# [PROBLEM DESCRIPTION]
Go through the data below and return each line where the string "entries" occurs.

· · · ·

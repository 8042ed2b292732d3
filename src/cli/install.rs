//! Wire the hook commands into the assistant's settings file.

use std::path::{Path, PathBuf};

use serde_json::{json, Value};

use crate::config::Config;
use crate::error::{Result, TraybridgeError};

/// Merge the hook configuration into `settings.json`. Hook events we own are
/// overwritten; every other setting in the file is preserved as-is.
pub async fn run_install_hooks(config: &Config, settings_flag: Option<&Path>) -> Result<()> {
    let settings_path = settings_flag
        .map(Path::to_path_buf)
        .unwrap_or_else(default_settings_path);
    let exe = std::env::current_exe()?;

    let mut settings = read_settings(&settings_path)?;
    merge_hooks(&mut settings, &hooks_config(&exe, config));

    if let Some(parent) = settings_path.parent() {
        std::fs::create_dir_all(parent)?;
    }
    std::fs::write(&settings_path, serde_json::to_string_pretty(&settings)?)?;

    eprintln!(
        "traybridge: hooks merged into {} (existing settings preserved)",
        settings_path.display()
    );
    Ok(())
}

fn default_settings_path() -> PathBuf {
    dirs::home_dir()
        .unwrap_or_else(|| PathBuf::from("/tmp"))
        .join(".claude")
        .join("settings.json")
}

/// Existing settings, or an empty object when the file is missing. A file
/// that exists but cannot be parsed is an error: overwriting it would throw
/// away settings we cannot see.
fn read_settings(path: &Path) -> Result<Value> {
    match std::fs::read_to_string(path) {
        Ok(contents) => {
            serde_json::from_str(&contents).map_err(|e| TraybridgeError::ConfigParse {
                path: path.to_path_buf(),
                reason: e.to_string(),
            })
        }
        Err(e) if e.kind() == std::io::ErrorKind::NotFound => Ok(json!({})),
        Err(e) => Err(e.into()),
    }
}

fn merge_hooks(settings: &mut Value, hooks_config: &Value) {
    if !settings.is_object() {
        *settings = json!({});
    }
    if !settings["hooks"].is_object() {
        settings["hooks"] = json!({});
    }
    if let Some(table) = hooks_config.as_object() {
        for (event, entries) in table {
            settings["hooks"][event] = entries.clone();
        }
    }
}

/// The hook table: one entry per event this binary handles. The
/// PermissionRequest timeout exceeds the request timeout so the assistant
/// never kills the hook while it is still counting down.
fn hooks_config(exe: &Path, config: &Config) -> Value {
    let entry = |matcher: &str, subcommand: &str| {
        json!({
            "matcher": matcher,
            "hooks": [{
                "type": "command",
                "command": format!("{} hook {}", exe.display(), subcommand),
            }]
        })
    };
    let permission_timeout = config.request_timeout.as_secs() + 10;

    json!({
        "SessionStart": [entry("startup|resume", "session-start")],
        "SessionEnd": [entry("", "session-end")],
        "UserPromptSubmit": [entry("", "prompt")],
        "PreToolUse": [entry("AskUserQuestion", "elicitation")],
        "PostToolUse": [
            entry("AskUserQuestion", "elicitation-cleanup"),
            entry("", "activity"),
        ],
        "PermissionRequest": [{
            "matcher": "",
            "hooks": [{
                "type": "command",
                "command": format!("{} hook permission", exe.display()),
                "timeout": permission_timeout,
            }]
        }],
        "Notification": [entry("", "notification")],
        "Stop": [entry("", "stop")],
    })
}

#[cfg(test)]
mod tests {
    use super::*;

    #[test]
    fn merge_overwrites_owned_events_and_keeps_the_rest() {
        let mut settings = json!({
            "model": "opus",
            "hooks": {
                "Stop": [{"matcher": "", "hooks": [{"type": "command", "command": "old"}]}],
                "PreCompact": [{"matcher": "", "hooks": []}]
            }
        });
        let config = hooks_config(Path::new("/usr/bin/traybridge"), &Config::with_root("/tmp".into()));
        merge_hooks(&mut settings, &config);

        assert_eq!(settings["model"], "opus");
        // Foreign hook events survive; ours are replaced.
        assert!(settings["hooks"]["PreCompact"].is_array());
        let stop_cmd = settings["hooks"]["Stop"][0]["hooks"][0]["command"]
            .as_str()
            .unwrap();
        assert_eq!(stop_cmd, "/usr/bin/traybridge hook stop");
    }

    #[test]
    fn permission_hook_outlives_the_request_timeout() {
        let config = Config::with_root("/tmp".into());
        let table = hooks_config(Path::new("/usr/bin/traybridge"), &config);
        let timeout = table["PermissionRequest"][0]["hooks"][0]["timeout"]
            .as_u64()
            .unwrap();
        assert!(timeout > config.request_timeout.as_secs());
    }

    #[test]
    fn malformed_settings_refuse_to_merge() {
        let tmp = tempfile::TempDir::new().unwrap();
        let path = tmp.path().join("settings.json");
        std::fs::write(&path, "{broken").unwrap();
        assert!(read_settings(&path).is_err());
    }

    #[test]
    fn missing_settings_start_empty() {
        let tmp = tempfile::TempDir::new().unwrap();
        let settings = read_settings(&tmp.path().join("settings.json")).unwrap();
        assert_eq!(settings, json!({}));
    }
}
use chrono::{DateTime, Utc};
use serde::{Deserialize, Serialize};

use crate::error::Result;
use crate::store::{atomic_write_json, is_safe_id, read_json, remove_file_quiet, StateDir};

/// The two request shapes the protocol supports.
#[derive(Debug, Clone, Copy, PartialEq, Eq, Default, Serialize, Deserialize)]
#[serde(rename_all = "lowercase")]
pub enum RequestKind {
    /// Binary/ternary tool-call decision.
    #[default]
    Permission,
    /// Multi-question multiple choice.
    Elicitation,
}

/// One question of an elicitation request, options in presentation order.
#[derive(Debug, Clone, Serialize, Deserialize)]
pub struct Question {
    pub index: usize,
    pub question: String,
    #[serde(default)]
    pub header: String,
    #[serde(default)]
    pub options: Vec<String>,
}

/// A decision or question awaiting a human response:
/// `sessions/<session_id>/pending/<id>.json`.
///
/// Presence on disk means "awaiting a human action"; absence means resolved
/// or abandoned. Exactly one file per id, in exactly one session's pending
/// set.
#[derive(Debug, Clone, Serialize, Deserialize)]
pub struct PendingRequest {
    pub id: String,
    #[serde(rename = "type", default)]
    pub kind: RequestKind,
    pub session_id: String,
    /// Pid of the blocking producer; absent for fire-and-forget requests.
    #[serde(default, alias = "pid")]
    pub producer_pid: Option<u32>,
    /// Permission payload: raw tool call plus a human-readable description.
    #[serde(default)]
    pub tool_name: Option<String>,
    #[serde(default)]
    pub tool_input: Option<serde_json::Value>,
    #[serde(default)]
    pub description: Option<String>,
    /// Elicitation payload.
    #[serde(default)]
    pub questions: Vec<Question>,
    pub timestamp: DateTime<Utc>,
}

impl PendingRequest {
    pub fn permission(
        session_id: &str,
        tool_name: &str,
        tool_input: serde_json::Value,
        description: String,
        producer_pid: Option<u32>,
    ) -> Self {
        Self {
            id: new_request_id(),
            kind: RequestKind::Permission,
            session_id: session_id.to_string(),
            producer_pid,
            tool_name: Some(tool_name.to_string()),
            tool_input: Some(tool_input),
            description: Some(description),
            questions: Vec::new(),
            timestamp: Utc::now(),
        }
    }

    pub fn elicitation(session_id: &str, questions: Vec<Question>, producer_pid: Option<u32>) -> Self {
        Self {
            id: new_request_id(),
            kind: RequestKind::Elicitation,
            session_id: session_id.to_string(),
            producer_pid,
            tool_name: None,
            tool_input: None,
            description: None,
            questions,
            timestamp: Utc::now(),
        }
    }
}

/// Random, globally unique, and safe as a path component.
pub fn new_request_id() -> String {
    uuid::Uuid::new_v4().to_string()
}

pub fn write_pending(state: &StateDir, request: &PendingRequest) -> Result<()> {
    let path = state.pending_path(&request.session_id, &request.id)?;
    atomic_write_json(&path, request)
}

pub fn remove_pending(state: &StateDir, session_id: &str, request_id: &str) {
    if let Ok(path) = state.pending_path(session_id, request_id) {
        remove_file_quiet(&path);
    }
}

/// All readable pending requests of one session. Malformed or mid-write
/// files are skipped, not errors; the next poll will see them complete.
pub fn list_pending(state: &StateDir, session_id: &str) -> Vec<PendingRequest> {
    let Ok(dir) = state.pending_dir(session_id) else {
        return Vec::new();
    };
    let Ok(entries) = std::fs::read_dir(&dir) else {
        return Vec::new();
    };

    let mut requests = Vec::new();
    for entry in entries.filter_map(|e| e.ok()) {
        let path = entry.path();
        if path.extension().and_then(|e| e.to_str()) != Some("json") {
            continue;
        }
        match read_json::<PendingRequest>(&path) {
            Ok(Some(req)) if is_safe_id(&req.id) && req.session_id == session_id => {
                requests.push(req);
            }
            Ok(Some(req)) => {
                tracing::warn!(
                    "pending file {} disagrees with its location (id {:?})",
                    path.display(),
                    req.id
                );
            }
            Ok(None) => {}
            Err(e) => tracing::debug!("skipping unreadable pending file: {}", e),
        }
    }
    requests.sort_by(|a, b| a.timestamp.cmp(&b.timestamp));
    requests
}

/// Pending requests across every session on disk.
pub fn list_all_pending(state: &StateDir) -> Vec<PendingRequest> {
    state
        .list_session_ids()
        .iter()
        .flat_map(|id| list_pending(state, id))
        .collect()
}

· · · ·

# [EXERCISE SOLUTION]
        for (event, entries) in table {
            settings["hooks"][event] = entries.clone();
    let Ok(entries) = std::fs::read_dir(&dir) else {
    for entry in entries.filter_map(|e| e.ok()) {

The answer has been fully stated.